§ Task prompt
Pick out every line of the entries below where "Some" occurs, and copy those lines.

Saved entries

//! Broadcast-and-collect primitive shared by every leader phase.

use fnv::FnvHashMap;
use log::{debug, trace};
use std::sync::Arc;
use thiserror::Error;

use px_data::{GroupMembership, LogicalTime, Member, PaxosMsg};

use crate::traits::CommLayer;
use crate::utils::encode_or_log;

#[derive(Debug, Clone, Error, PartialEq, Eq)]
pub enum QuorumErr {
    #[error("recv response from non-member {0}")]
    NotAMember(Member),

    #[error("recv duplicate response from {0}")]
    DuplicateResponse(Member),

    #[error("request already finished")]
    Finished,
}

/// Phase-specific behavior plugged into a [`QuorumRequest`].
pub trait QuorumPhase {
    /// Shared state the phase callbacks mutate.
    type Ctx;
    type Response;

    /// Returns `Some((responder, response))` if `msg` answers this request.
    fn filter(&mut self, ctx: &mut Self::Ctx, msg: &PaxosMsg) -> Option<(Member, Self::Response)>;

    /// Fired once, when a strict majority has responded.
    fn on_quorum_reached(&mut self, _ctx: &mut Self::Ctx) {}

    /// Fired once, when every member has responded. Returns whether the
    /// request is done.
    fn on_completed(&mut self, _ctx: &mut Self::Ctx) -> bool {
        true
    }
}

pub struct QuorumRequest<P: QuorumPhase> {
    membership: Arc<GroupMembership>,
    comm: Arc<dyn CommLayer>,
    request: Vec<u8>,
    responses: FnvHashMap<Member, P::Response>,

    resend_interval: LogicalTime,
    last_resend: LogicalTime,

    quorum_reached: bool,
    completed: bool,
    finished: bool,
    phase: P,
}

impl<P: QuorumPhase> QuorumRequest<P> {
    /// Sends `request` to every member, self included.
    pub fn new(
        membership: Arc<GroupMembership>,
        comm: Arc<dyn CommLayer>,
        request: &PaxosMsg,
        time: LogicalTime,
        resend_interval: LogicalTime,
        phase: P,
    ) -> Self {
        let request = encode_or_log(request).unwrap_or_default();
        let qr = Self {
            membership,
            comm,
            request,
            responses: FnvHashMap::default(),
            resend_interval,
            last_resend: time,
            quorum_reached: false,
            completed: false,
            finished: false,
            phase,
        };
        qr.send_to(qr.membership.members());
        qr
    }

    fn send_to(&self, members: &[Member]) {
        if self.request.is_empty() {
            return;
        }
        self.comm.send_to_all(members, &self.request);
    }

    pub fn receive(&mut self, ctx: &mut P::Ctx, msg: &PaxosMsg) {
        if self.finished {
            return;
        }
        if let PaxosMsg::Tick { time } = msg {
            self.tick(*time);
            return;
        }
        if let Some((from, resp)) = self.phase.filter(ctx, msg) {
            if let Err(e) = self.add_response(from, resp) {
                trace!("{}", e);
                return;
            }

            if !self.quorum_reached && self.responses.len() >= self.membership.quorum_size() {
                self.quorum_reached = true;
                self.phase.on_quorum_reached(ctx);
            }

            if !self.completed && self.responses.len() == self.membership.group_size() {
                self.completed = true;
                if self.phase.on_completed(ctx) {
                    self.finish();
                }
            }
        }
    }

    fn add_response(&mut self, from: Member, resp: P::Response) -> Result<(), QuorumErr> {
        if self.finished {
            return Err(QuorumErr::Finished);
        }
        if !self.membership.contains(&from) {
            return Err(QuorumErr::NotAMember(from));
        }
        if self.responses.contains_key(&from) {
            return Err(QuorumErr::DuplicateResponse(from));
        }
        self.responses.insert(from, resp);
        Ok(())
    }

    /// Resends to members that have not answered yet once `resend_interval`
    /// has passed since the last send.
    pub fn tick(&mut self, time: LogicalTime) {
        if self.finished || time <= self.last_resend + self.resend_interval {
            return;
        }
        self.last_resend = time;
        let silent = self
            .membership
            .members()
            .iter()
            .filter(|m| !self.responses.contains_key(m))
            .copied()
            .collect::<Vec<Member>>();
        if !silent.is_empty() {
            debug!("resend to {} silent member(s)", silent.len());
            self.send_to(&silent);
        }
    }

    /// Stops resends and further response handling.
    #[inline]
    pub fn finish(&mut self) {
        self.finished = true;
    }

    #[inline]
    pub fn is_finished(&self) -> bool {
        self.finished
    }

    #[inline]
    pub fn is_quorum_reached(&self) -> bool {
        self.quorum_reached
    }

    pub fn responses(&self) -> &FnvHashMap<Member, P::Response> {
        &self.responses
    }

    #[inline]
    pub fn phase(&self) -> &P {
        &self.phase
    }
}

* * *

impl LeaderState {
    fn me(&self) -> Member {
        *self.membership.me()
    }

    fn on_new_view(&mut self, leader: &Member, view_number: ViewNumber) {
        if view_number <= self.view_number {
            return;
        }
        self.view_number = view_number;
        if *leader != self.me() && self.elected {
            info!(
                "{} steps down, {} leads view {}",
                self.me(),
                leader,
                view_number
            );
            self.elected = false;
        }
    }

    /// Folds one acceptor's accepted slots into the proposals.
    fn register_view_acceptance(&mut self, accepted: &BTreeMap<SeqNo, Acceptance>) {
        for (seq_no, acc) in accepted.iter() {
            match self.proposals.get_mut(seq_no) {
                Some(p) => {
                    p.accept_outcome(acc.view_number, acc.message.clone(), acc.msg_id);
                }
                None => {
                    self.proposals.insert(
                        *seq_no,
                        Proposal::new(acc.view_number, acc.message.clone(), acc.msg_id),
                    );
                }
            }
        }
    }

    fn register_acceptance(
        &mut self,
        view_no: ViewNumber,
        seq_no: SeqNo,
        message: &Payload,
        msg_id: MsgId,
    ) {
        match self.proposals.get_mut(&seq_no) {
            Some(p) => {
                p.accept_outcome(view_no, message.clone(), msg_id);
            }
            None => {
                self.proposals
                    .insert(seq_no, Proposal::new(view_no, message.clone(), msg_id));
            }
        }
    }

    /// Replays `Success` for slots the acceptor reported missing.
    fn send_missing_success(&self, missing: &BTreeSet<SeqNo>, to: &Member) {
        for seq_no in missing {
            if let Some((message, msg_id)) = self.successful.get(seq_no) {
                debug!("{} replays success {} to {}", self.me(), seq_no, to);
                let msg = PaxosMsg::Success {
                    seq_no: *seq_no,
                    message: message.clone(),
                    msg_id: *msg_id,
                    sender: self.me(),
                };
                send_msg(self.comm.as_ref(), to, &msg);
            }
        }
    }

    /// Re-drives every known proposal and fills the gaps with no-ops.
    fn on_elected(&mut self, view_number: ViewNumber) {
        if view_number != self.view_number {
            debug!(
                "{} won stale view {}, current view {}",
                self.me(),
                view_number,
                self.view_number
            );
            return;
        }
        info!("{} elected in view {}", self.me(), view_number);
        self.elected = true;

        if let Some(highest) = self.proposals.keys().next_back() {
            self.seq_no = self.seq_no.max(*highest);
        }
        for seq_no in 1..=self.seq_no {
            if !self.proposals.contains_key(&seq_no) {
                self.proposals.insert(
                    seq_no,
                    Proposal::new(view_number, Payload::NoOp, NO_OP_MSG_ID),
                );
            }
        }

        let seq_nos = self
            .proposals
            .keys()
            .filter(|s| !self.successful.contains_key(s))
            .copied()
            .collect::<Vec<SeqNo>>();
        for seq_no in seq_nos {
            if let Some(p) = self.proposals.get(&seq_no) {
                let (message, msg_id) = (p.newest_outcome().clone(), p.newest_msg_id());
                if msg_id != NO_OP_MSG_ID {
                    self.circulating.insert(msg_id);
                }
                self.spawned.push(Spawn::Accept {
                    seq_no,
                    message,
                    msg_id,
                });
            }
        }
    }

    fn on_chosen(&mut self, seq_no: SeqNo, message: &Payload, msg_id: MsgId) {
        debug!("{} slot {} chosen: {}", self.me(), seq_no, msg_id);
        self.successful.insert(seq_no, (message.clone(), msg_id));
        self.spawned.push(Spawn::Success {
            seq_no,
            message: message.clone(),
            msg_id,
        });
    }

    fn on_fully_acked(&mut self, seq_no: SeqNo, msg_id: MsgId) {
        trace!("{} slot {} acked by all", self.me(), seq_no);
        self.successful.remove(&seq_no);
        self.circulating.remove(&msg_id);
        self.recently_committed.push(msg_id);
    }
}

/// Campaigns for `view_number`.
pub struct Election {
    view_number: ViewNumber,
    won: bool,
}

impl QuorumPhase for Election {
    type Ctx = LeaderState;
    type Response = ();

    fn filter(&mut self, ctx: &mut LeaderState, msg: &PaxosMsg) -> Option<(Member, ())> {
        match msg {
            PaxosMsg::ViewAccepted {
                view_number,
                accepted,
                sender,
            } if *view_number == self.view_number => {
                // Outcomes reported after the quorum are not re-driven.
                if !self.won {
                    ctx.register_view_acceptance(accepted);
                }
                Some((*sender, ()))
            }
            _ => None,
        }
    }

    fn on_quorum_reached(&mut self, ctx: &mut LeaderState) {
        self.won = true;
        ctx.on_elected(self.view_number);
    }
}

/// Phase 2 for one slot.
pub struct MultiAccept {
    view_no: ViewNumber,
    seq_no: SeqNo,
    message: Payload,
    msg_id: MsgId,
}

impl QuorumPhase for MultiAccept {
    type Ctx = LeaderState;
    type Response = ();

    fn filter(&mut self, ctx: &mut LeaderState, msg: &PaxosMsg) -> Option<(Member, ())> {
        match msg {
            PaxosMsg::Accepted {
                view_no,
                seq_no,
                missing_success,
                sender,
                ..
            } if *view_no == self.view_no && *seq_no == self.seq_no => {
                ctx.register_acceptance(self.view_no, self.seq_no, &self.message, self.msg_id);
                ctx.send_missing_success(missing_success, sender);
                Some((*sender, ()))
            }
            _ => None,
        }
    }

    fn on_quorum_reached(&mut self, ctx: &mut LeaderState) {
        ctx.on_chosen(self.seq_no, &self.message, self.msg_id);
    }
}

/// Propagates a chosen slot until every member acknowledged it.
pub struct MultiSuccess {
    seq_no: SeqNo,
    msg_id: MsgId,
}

§ Answer to the exercise
    /// Returns `Some((responder, response))` if `msg` answers this request.
        if let Some((from, resp)) = self.phase.filter(ctx, msg) {
                Some(p) => {
            Some(p) => {
            if let Some((message, msg_id)) = self.successful.get(seq_no) {
        if let Some(highest) = self.proposals.keys().next_back() {
            if let Some(p) = self.proposals.get(&seq_no) {
                Some((*sender, ()))
                Some((*sender, ()))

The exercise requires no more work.